エジンバラは英国のスコットランドの首都です。街に着くと、街の真ん中の岩山に聳え立つエジンバラ城がまず目に飛び込んできます。歴史的建物が街中にあり、どこを歩いても絵になる美しい街です。
エジンバラ城を中心とする中世の旧市街と、18世紀に計画的に建設された都市計画の最高傑作と言われるジョージアン様式の建物と庭園が、整然と配置された新市街は、1995年にユネスコの世界遺産に登録されています。
<エジンバラ城>
毎年8月には、世界的な音楽家やダンサーが集うエジンバラ・インターナショナル・フェスティバルを中心に、ブック・フェスティバル、フリンジ・フェスティバルが開催され、世界中から多くの観光客が訪れます。
そんなエジンバラの街の北西の入り口にある小さな村、ディーンヴィレッジ(Dean Village)が、最近エジンバラの最も絵になる美しい村として、人気になっています。
ディーンヴィレッジは、つい最近までエジンバラの住民の中でも知る人ぞ知る場所で、ガイドブックに載ることはありませんでしたが、YouTuberやインスタグラマーの中で絶景スポットとして人気急上昇中です。
目抜き通りから徒歩5分の場所にある静かな歴史的な美しい村、ディーンヴィレッジをご紹介します。
目次
ディーンビレッジとは
<ディーンヴィレッジの美しい田舎風景>
ディーンビレッジは、エジンバラの目抜き通りのプリンシズストリートから北西へ徒歩5分の谷にある小川(Water of Leith)沿いの歴史的な集落です。石畳の道に穀物製粉所や石作りの家屋が小川沿いに立ち並ぶ昔ながらの田園風景が広がっています。静かな狭い石畳の道を歩いていると中世の街に迷い込んだような気持ちになります。
【ディーンヴィレッジ(Dean Village)】
- 住所:Dean Path, Edinburgh EH4 3AY
- 公式サイト:ディーンヴィレッジ
ディーンヴィレッジの歴史
ディーンヴィレッジ(Dean Village)の名前は、深い谷を意味するデーン(Dene)に由来しています。
ディーンヴィレッジの歴史は1145年のデイヴィッド1世の時代まで遡り、デイヴィット1世が穀物製粉所を所有していたという記録があります。

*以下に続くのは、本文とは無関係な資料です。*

use std::fmt;

use serde::{Serialize, Serializer};

use crate::codec::{BuildError, CodecError, Element, RawView};

use super::layout;

/// A domain name as it appears on the wire: zero or more labels, then
/// either the root label or a compression pointer.
///
/// Pointers are kept as is so the name re-encodes to the same bytes; use
/// [`DnsDomainName::decompress`] to resolve them against the message.
#[derive(Debug, Clone, Default, PartialEq, Eq, Hash, Serialize)]
pub struct DnsDomainName {
    #[serde(serialize_with = "labels_as_text")]
    labels: Vec<Vec<u8>>,
    pointer: Option<u16>,
}

pub(super) fn labels_as_text<S: Serializer>(
    labels: &[Vec<u8>],
    serializer: S,
) -> Result<S::Ok, S::Error> {
    serializer.collect_seq(labels.iter().map(|label| String::from_utf8_lossy(label)))
}

impl DnsDomainName {
    /// The root name (a single zero byte on the wire).
    pub fn root() -> Self {
        Self::default()
    }

    /// Parse a dotted name such as `"www.example.com"`. A trailing dot is
    /// allowed; an empty string or `"."` is the root.
    pub fn from_name(name: &str) -> Result<Self, BuildError> {
        let trimmed = name.strip_suffix('.').unwrap_or(name);
        if trimmed.is_empty() {
            return Ok(Self::root());
        }
        let labels = trimmed
            .split('.')
            .map(|label| label.as_bytes().to_vec())
            .collect();
        Self::from_labels(labels, None)
    }

    /// Labels followed by an optional compression pointer.
    pub fn from_labels(labels: Vec<Vec<u8>>, pointer: Option<u16>) -> Result<Self, BuildError> {
        for label in &labels {
            if label.is_empty() || label.len() > layout::MAX_LABEL_LEN {
                return Err(BuildError::invalid(
                    "DNS",
                    format!(
                        "label length {} outside 1..={}",
                        label.len(),
                        layout::MAX_LABEL_LEN
                    ),
                ));
            }
        }
        if let Some(pointer) = pointer {
            crate::codec::check_width("DNS", "pointer", u64::from(pointer), 14)?;
        }
        let name = Self { labels, pointer };
        if name.pointer.is_none() && name.length() > layout::MAX_NAME_LEN {
            return Err(BuildError::invalid(
                "DNS",
                format!("name length {} exceeds {}", name.length(), layout::MAX_NAME_LEN),
            ));
        }
        Ok(name)
    }

    pub(super) fn parse(view: &RawView<'_>) -> Result<Self, CodecError> {
        let mut labels = Vec::new();
        let mut cursor = 0;
        loop {
            let len = view.read_u8(cursor)?;
            match len & layout::LABEL_TYPE_MASK {
                layout::POINTER_TAG => {
                    let pointer = view.read_u16_be(cursor)? & layout::POINTER_OFFSET_MASK;
                    return Ok(Self {
                        labels,
                        pointer: Some(pointer),
                    });
                }
                0 if len == 0 => {
                    return Ok(Self {
                        labels,
                        pointer: None,
                    });
                }
                0 => {
                    let start = cursor + 1;
                    let label = view.read_slice(start..start + usize::from(len))?;
                    labels.push(label.to_vec());
                    cursor = start + usize::from(len);
                }
                _ => {
                    return Err(view.malformed(format!("unsupported label type 0x{:02x}", len)));
                }
            }
        }
    }

    pub fn labels(&self) -> &[Vec<u8>] {
        &self.labels
    }

    pub fn pointer(&self) -> Option<u16> {
        self.pointer
    }

    pub fn is_root(&self) -> bool {
        self.labels.is_empty() && self.pointer.is_none()
    }

    /// Dotted form of the literal labels, without following the pointer.
    pub fn name(&self) -> String {
        self.labels
            .iter()
            .map(|label| String::from_utf8_lossy(label))
            .collect::<Vec<_>>()
            .join(".")
    }

    /// Resolve compression pointers against the whole DNS `message` and
    /// return the full dotted name.
    ///
    /// # Examples
    /// ```
    /// use pktforge_core::protocols::dns::DnsDomainName;
    ///
    /// // "a.b" at offset 0, then "c" + pointer to offset 0.
    /// let message = [1, b'a', 1, b'b', 0, 1, b'c', 0xc0, 0x00];
    /// let name = DnsDomainName::from_labels(vec![b"c".to_vec()], Some(0))?;
    /// assert_eq!(name.decompress(&message)?, "c.a.b");
    /// # Ok::<(), Box<dyn std::error::Error>>(())
    /// ```
    pub fn decompress(&self, message: &[u8]) -> Result<String, CodecError> {
        let whole = RawView::of("DNS", message);
        let mut labels = self.labels.clone();
        let mut next = self.pointer;
        let mut hops = 0;
        while let Some(offset) = next {
            hops += 1;
            if hops > layout::MAX_POINTER_HOPS {
                return Err(whole.malformed(format!(
                    "compression pointer loop after {} hops",
                    layout::MAX_POINTER_HOPS
                )));
            }
            let target = Self::parse(&whole.tail(usize::from(offset))?)?;
            labels.extend(target.labels);
            next = target.pointer;
        }
        Ok(Self {
            labels,
            pointer: None,
        }
        .name())
    }

    pub(super) fn write_to(&self, out: &mut Vec<u8>) {
        for label in &self.labels {
            out.push(label.len() as u8);
            out.extend_from_slice(label);
        }
        match self.pointer {
            Some(pointer) => {
                out.extend_from_slice(&(0xc000 | pointer).to_be_bytes());
            }
            None => out.push(0),
        }
    }

    pub fn raw_data(&self) -> Vec<u8> {
        let mut out = Vec::with_capacity(self.length());
        self.write_to(&mut out);
        out
    }
}

impl Element for DnsDomainName {
    fn length(&self) -> usize {
        let labels: usize = self.labels.iter().map(|label| label.len() + 1).sum();
        labels
            + if self.pointer.is_some() {
                layout::POINTER_LEN
            } else {
                1
            }
    }
}

impl fmt::Display for DnsDomainName {
    fn fmt(&self, f: &mut fmt::Formatter<'_>) -> fmt::Result {
        if self.is_root() {
            return f.write_str("<ROOT>");
        }
        f.write_str(&self.name())?;
        if let Some(pointer) = self.pointer {
            if !self.labels.is_empty() {
                f.write_str(".")?;
            }
            write!(f, "[pointer: {}]", pointer)?;
        }
        Ok(())
    }
}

そして19世紀になりエジンバラに組み込まれるまで、800年以上穀物製粉所の村として独自に栄えていました。ウォーター・オブ・リース(Water of Leith)の流れを利用して11以上の製粉所が稼働し、エジンバラの街の全てのパン屋に小麦を供給していたそうです。
製粉所は今は稼働していませんが、狭い石畳の道、石臼、パン屋の使うオーブンシャベルの掘られた石碑、かつて製粉所だった家などの建築物など、昔ながらの景色がディーンヴィレッジに残されています。
ディーンヴィレッジの見所
ウェルコート(Well Court)
<ウェルコートの中庭>
ディーンヴィレッジで最も印象的な建物はウェルコートです。2007年にエジンバラ世界遺産の助けを借りて復元された、村で最も象徴的な建物です。

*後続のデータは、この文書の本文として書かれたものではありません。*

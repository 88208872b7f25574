use crate::codec::builder::require;
use crate::codec::{BuildError, BuildPolicy, Packet, PacketBuilder, calc_crc32, check_width};
use crate::protocols::numbers::Dot11FrameType;

use super::layout;
use super::mac::MacAddress;
use super::packet::{Dot11ManagementBody, Dot11ManagementHeader, Dot11ManagementPacket};

const PROTOCOL: &str = "IEEE 802.11";

/// Staging object for a [`Dot11ManagementPacket`].
///
/// The body is required. The subtype follows from a Beacon, Probe Response
/// or Probe Request body when not set; a generic body needs it explicitly.
///
/// With `correct_length_at_build` the Order flag follows the presence of an
/// HT Control value. With `correct_checksum_at_build` an FCS, when present,
/// is recomputed over the rest of the frame; `append_fcs` adds one.
pub struct Dot11ManagementBuilder {
    protocol_version: u8,
    frame_type: u8,
    subtype: Option<u8>,
    to_ds: bool,
    from_ds: bool,
    more_fragments: bool,
    retry: bool,
    power_management: bool,
    more_data: bool,
    protected_frame: bool,
    order: bool,
    duration: u16,
    address1: MacAddress,
    address2: MacAddress,
    address3: MacAddress,
    fragment_number: u8,
    sequence_number: u16,
    ht_control: Option<u32>,
    body: Option<Dot11ManagementBody>,
    fcs: Option<u32>,
    policy: BuildPolicy,
}

impl Default for Dot11ManagementBuilder {
    fn default() -> Self {
        Self::new()
    }
}

impl Dot11ManagementBuilder {
    pub fn new() -> Self {
        Self {
            protocol_version: 0,
            frame_type: layout::MANAGEMENT_TYPE,
            subtype: None,
            to_ds: false,
            from_ds: false,
            more_fragments: false,
            retry: false,
            power_management: false,
            more_data: false,
            protected_frame: false,
            order: false,
            duration: 0,
            address1: MacAddress::BROADCAST,
            address2: MacAddress::default(),
            address3: MacAddress::default(),
            fragment_number: 0,
            sequence_number: 0,
            ht_control: None,
            body: None,
            fcs: None,
            policy: BuildPolicy::default(),
        }
    }

    pub(super) fn from_packet(packet: &Dot11ManagementPacket) -> Self {
        let h = &packet.header;
        Self {
            protocol_version: h.protocol_version,
            frame_type: h.frame_type,
            subtype: Some(h.subtype),
            to_ds: h.to_ds,
            from_ds: h.from_ds,
            more_fragments: h.more_fragments,
            retry: h.retry,
            power_management: h.power_management,
            more_data: h.more_data,
            protected_frame: h.protected_frame,
            order: h.order,
            duration: h.duration,
            address1: h.address1,
            address2: h.address2,
            address3: h.address3,
            fragment_number: h.fragment_number,
            sequence_number: h.sequence_number,
            ht_control: h.ht_control,
            body: Some(h.body.clone()),
            fcs: h.fcs,
            policy: BuildPolicy::default(),
        }
    }

    pub fn protocol_version(mut self, version: u8) -> Self {
        self.protocol_version = version;
        self
    }

    pub fn frame_type(mut self, frame_type: u8) -> Self {
        self.frame_type = frame_type;
        self
    }

    pub fn subtype(mut self, subtype: u8) -> Self {
        self.subtype = Some(subtype);
        self
    }

    /// Type and subtype from a combined code.
    pub fn kind(mut self, kind: Dot11FrameType) -> Self {
        self.frame_type = kind.value() >> 4;
        self.subtype = Some(kind.value() & 0x0f);
        self
    }

    pub fn to_ds(mut self, on: bool) -> Self {
        self.to_ds = on;
        self
    }

    pub fn from_ds(mut self, on: bool) -> Self {
        self.from_ds = on;
        self
    }

    pub fn more_fragments(mut self, on: bool) -> Self {
        self.more_fragments = on;
        self
    }

    pub fn retry(mut self, on: bool) -> Self {
        self.retry = on;
        self
    }

    pub fn power_management(mut self, on: bool) -> Self {
        self.power_management = on;
        self
    }

    pub fn more_data(mut self, on: bool) -> Self {
        self.more_data = on;
        self
    }

    pub fn protected_frame(mut self, on: bool) -> Self {
        self.protected_frame = on;
        self
    }

    pub fn order(mut self, on: bool) -> Self {
        self.order = on;
        self
    }

    pub fn duration(mut self, duration: u16) -> Self {
        self.duration = duration;
        self
    }

    pub fn address1(mut self, address: MacAddress) -> Self {
        self.address1 = address;
        self
    }

    pub fn address2(mut self, address: MacAddress) -> Self {
        self.address2 = address;
        self
    }

    pub fn address3(mut self, address: MacAddress) -> Self {
        self.address3 = address;
        self
    }

    pub fn fragment_number(mut self, fragment_number: u8) -> Self {
        self.fragment_number = fragment_number;
        self
    }

    pub fn sequence_number(mut self, sequence_number: u16) -> Self {
        self.sequence_number = sequence_number;
        self
    }

    pub fn ht_control(mut self, ht_control: u32) -> Self {
        self.ht_control = Some(ht_control);
        self
    }

    pub fn body(mut self, body: Dot11ManagementBody) -> Self {
        self.body = Some(body);
        self
    }

    pub fn fcs(mut self, fcs: u32) -> Self {
        self.fcs = Some(fcs);
        self
    }

    /// Add a trailing FCS (zero until corrected) or drop it.
    pub fn append_fcs(mut self, on: bool) -> Self {
        self.fcs = if on { Some(self.fcs.unwrap_or(0)) } else { None };
        self
    }

    pub fn correct_length_at_build(mut self, on: bool) -> Self {
        self.policy.correct_length_at_build = on;
        self
    }

    pub fn correct_checksum_at_build(mut self, on: bool) -> Self {
        self.policy.correct_checksum_at_build = on;
        self
    }

    pub fn policy(mut self, policy: BuildPolicy) -> Self {
        self.policy = policy;
        self
    }

    fn validate(&self, subtype: u8, body: &Dot11ManagementBody) -> Result<(), BuildError> {
        for (field, value, bits) in [
            ("protocol_version", u64::from(self.protocol_version), layout::PROTOCOL_VERSION_BITS),
            ("frame_type", u64::from(self.frame_type), layout::TYPE_BITS),
            ("subtype", u64::from(subtype), layout::SUBTYPE_BITS),
            ("fragment_number", u64::from(self.fragment_number), layout::FRAGMENT_NUMBER_BITS),
            ("sequence_number", u64::from(self.sequence_number), layout::SEQUENCE_NUMBER_BITS),
        ] {
            check_width(PROTOCOL, field, value, bits)?;
        }
        if self.frame_type != layout::MANAGEMENT_TYPE {
            return Err(BuildError::invalid(
                PROTOCOL,
                format!("frame type {} is not management", self.frame_type),
            ));
        }
        let kind = Dot11FrameType(self.frame_type << 4 | subtype);
        let expected = body.subtype();
        let specific = [
            Dot11FrameType::BEACON,
            Dot11FrameType::PROBE_RESPONSE,
            Dot11FrameType::PROBE_REQUEST,
        ];
        if expected.is_some_and(|expected| expected != kind)
            || (expected.is_none() && specific.contains(&kind))
        {
            return Err(BuildError::invalid(
                PROTOCOL,
                format!("body does not match subtype {}", kind),
            ));
        }
        for element in body.elements() {
            element.validate()?;
        }
        Ok(())
    }

    pub fn build(mut self) -> Result<Dot11ManagementPacket, BuildError> {
        let body = require(self.body.take(), PROTOCOL, "body")?;
        let subtype = match self.subtype {
            Some(subtype) => subtype,
            None => require(body.subtype(), PROTOCOL, "subtype")?.value() & 0x0f,
        };
        self.validate(subtype, &body)?;

        let order = if self.policy.correct_length_at_build {
            self.ht_control.is_some()
        } else {
            self.order
        };
        if order != self.ht_control.is_some() {
            return Err(BuildError::invalid(
                PROTOCOL,
                "HT control must be present exactly when the Order flag is set",
            ));
        }

        let mut header = Dot11ManagementHeader {
            protocol_version: self.protocol_version,
            frame_type: self.frame_type,
            subtype,
            to_ds: self.to_ds,
            from_ds: self.from_ds,
            more_fragments: self.more_fragments,
            retry: self.retry,
            power_management: self.power_management,
            more_data: self.more_data,
            protected_frame: self.protected_frame,
            order,
            duration: self.duration,
            address1: self.address1,
            address2: self.address2,
            address3: self.address3,
            fragment_number: self.fragment_number,
            sequence_number: self.sequence_number,
            ht_control: self.ht_control,
            body,
            fcs: self.fcs,
        };

        if self.policy.correct_checksum_at_build && header.fcs.is_some() {
            header.fcs = Some(calc_crc32(&header.frame_bytes()));
        }

        Ok(Dot11ManagementPacket { header })
    }
}

impl PacketBuilder for Dot11ManagementBuilder {
    fn build_packet(self: Box<Self>) -> Result<Box<dyn Packet>, BuildError> {
        Ok(Box::new((*self).build()?))
    }
}

#[cfg(test)]
mod tests {
    use super::*;
    use crate::protocols::dot11::packet::Dot11BeaconFixedFields;
    use crate::protocols::dot11::packet::tests::BEACON;
    use crate::protocols::dot11::{Dot11CapabilityInformation, Dot11InformationElement};

    fn beacon_body() -> Dot11ManagementBody {
        Dot11ManagementBody::Beacon {
            fixed: Dot11BeaconFixedFields {
                timestamp: 1,
                beacon_interval: 100,
                capability_information: Dot11CapabilityInformation(0x0431),
            },
            elements: vec![
                Dot11InformationElement::Ssid(b"home".to_vec()),
                Dot11InformationElement::SupportedRates(vec![0x82, 0x84, 0x0b, 0x16]),
                Dot11InformationElement::DsssParameterSet { current_channel: 6 },
                Dot11InformationElement::Tim {
                    dtim_count: 0,
                    dtim_period: 1,
                    bitmap_control: 0,
                    partial_virtual_bitmap: vec![0],
                },
            ],
        }
    }

    fn base() -> Dot11ManagementBuilder {
        Dot11ManagementBuilder::new()
            .address2(MacAddress([0x00, 0x11, 0x22, 0x33, 0x44, 0x55]))
            .address3(MacAddress([0x00, 0x11, 0x22, 0x33, 0x44, 0x55]))
            .sequence_number(1)
            .body(beacon_body())
    }

    #[test]
    fn builds_reference_beacon() {
        let packet = base().build().unwrap();
        assert_eq!(packet.header().kind(), Dot11FrameType::BEACON);
        assert_eq!(packet.raw_data(), BEACON);
    }

    #[test]
    fn checksum_correction_fills_fcs() {
        let packet = base()
            .append_fcs(true)
            .correct_checksum_at_build(true)
            .build()
            .unwrap();
        assert_eq!(packet.header().fcs(), Some(calc_crc32(&BEACON)));
        assert_eq!(packet.header().has_valid_fcs(), Some(true));

        let bytes = packet.raw_data();
        let decoded = Dot11ManagementPacket::new_packet_with_fcs(&bytes, 0, bytes.len()).unwrap();
        assert_eq!(decoded, packet);
    }

    #[test]
    fn order_flag_follows_ht_control() {
        let err = base().ht_control(1).build().unwrap_err();
        assert!(matches!(err, BuildError::Invalid { .. }));

        let packet = base()
            .ht_control(1)
            .correct_length_at_build(true)
            .build()
            .unwrap();
        assert!(packet.header().order());
        assert_eq!(packet.length(), BEACON.len() + 4);
    }

    #[test]
    fn widths_and_subtype_are_checked() {
        let err = base().sequence_number(0x1000).build().unwrap_err();
        assert!(matches!(
            err,
            BuildError::OutOfRange { field: "sequence_number", max: 0xfff, .. }
        ));

        let err = base().kind(Dot11FrameType::PROBE_REQUEST).build().unwrap_err();
        assert!(matches!(err, BuildError::Invalid { .. }));

        let err = base().kind(Dot11FrameType::DATA).build().unwrap_err();
        assert!(matches!(err, BuildError::Invalid { .. }));

        let err = Dot11ManagementBuilder::new()
            .body(Dot11ManagementBody::Generic { data: vec![0; 6] })
            .build()
            .unwrap_err();
        assert!(matches!(err, BuildError::MissingField { field: "subtype", .. }));
    }

    #[test]
    fn to_builder_round_trips() {
        let packet = Dot11ManagementPacket::new_packet(&BEACON, 0, BEACON.len()).unwrap();
        let rebuilt = packet.to_builder().build().unwrap();
        assert_eq!(rebuilt, packet);
    }
}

ウェルコートは、スコッツマン新聞のオーナーであったジョン・フィンドレイ卿によって1880年代に、ディーンヴィレッジの労働者のためのモデル住宅として委託建設され、建築家シドニー・ミッチェルが設計したヴィクトリア時代の建物です。
ウェルコートは、共同ホール、広い中庭、個々のアパートに台所そして仕事場のある快適な集合住宅ですが、 夜間外出禁止令があり、共同ホールで開催される日曜日の宗教集会への出席が義務付けられていたそうです。

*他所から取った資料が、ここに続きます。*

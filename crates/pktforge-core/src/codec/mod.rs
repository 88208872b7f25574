//! Codec framework shared by every protocol family.
//!
//! The pieces layer the same way in every format:
//! - `view`: the bounds-checked window every decode starts from
//! - `bits`: bit-field and endianness helpers
//! - `chain`: option/element sequence parsing
//! - `packet`: the `Header`/`Packet` contract and diagnostic rendering
//! - `builder`: build policies and the shared build pipeline steps
//! - `registry`: discriminator-keyed payload dispatch
//! - `checksum`: the Internet checksum, pseudo-headers and CRC-32
//! - `error`: explicit, actionable errors
//!
//! Decoding and building are pure: no I/O, no shared mutable state.

pub mod bits;
pub mod builder;
pub mod chain;
pub mod checksum;
pub mod error;
pub mod named;
pub mod packet;
pub mod registry;
pub mod unknown;
pub mod view;

pub use bits::{ByteOrder, check_width, get_bits, get_flag, set_bits, set_flag};
pub use builder::{BuildPolicy, PacketBuilder, padding_len};
pub use chain::{Chain, ChainErrorPolicy, Element};
pub use checksum::{
    calc_checksum, calc_crc32, calc_pseudo_checksum, pseudo_header, pseudo_length_bits,
};
pub use error::{BuildError, CodecError};
pub use packet::{Header, Packet, find_layer};
pub use registry::{DispatchTable, PacketDecoder, PayloadKind, ProtocolRegistry, RegistryBuilder};
pub use unknown::{IllegalPacket, UnknownBuilder, UnknownPacket};
pub use view::RawView;
//! Protocol families built on the codec framework.
//!
//! Each family follows the same layered structure:
//! - `layout`: byte offsets, masks and widths (source of truth)
//! - `packet`: the header, its private parse and the packet type
//! - `builder`: the mutable counterpart that assembles a packet
//!
//! Families never call each other's decoders directly for payloads; they
//! go through the registry so callers can swap decoders in and out.

pub mod dns;
pub mod dot11;
pub mod gtp;
pub mod ipv4;
pub mod numbers;
pub mod radiotap;
pub mod ssh;
pub mod tcp;
pub mod udp;

use crate::codec::{PayloadKind, RegistryBuilder, UnknownPacket};

use dns::DnsPacket;
use dot11::Dot11ManagementPacket;
use gtp::GtpV1Packet;
use ipv4::IpV4Packet;
use numbers::{DataLinkType, GtpV1MessageType, IpNumber, Ssh2MessageNumber, TcpPort, UdpPort};
use radiotap::RadiotapPacket;
use tcp::TcpPacket;
use udp::UdpPacket;

/// Every management subtype, `type << 4 | subtype` with type 0.
const DOT11_MANAGEMENT_KINDS: std::ops::RangeInclusive<u32> = 0x00..=0x0f;

/// Registers the built-in decoders on `builder`.
pub fn register_defaults(builder: RegistryBuilder) -> RegistryBuilder {
    let builder = builder
        .register(PayloadKind::IpNumber, u32::from(IpNumber::IPV4.value()), IpV4Packet::decode)
        .register(PayloadKind::IpNumber, u32::from(IpNumber::TCP.value()), TcpPacket::decode)
        .register(PayloadKind::IpNumber, u32::from(IpNumber::UDP.value()), UdpPacket::decode)
        .register(PayloadKind::TcpPort, u32::from(TcpPort::SSH.value()), ssh::decode_stream)
        .register(PayloadKind::UdpPort, u32::from(UdpPort::DOMAIN.value()), DnsPacket::decode)
        .register(PayloadKind::UdpPort, u32::from(UdpPort::GTP_U.value()), GtpV1Packet::decode)
        .register(
            PayloadKind::GtpMessageType,
            u32::from(GtpV1MessageType::G_PDU.value()),
            GtpV1Packet::decode_t_pdu,
        )
        .register(
            PayloadKind::DataLinkType,
            u32::from(DataLinkType::RAW.value()),
            IpV4Packet::decode,
        )
        .register(
            PayloadKind::DataLinkType,
            u32::from(DataLinkType::IEEE802_11.value()),
            dot11::decode_frame,
        )
        .register(
            PayloadKind::DataLinkType,
            u32::from(DataLinkType::IEEE802_11_RADIO.value()),
            RadiotapPacket::decode,
        )
        .default_for(PayloadKind::Ssh2Stream, ssh::decode_stream)
        .register(
            PayloadKind::Ssh2Stream,
            u32::from(Ssh2MessageNumber::NEWKEYS.value()),
            UnknownPacket::decode,
        );
    DOT11_MANAGEMENT_KINDS.fold(builder, |builder, kind| {
        builder.register(PayloadKind::Dot11FrameType, kind, Dot11ManagementPacket::decode)
    })
}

一説によると、この時期のディーンヴィレッジはスラム街のようで、峡谷の上にあるフィンドレイ卿の自宅から見える景色を良くするために、ディーンヴィレッジの一角を買い取り、この集合住宅を建てたと言われています。
<ウェルコートの時計塔>
<ウェルコートの入り口>
■建物の特徴
- 建物は赤い砂岩で作られ、飾り額が多く刻まれた4階また5階建ての2・3部屋の集合住宅
- 共同の中庭
- ステンドグラスの丸い窓で飾られたコミュニティーホール
- 時計塔
- 噴水:外からは見えにくいのですが、小川の近くのプライベートガーデンにあり、ベルフォード(Belford)教会の洗礼盤を移したものだそうです
【ウェルコート(Well Court)】
- 住所:Damside, Edinburgh EH4 3BB
- 公式サイト:ウェルコート
ベルズブレイ・ハウス(Bell's Brae House)
<橋の横に建つベルズブレイ・ハウス>
<ホートンバンク・レーンからみるベルズブレイ・ハウス>
ベルズブレイ・ハウスは、1597年に建てられた製粉業者の家です。 建物はベルズブレイ橋の角地にあり、小さな窓と屋根の輪郭が残っています。エジンバラで最も古い人が住む国内の建物の1つで、現在の所有者によって最近拡張され、B&Bとして泊まることができます。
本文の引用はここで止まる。